The next step was to create a molecule that could disrupt the protein-protein interaction between MFF and VDAC1 and deliver preclinical anticancer activity without harming normal cells, and we are excited for the clinical potential of this new agent."

Dario C. Altieri, M.D and study senior author

Altieri and collaborators analyzed the structure of the MFF-VDAC1 interface to determine what portions of the MFF protein are required for its interaction with VDAC1. A synthetic peptide designed to contain these MFF regions was able to compete with MFF for binding to VDAC1, disrupting the interaction. As a result, this induced acute mitochondrial dysfunction and consequently cell death.

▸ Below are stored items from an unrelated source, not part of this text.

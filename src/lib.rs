pub mod analytics;
pub mod cli;
pub mod creation;
pub mod ext;
pub mod form;
pub mod model;
pub mod normalize;
pub mod sanitize;
pub mod settings;
pub mod util;
use anyhow::Result;
use clap::Parser;

use insight_create::cli::{Cli, normalize};
use insight_create::{creation, util};

fn main() -> Result<()> {
  let cli = Cli::parse();

  if cli.gen_man {
    let page = util::render_man_page::<Cli>()?;
    print!("{}", page);
    return Ok(());
  }

  // Phase 1: normalize CLI
  let cfg = normalize(cli)?;

  // Phase 2: read, validate, sanitize, and persist or emit
  creation::process_creation(&cfg)
}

Treatment with the MFF peptide killed prostate cancer and melanoma cells, including drug-resistant cells, while it did not affect the survival of normal prostate cells and fibroblasts, suggesting that transformed cells are more dependent on the integrity of the MFF-VDAC1 complex than normal cells.

Based on these proof-of-concept studies, researchers then generated a cell-permeable peptidomimetic molecule, or a compound that mimics the inhibitory peptide, to target the complex in vivo for targeted cancer therapy.

This compound was tested in different preclinical settings, both in vitro in 3-D models, using patient-derived lung and breast cancer organoids and glioblastoma neurospheres; and in vivo, using mouse models of prostate cancer cell transplants and patient-derived melanoma transplants (known as PDX models).

In all conditions, the peptidomimetic molecule effectively delivered potent anticancer activity. Treatment was well tolerated in mice, with no overt signs of toxicity.

"Targeting protein-protein interaction in mitochondria is a validated therapeutic strategy that has already produced clinically approved cancer treatments," said Altieri. "We are hopeful that this compound will be translated into a novel anticancer therapy with potential to be effective in multiple cancer types and less prone to drug resistance."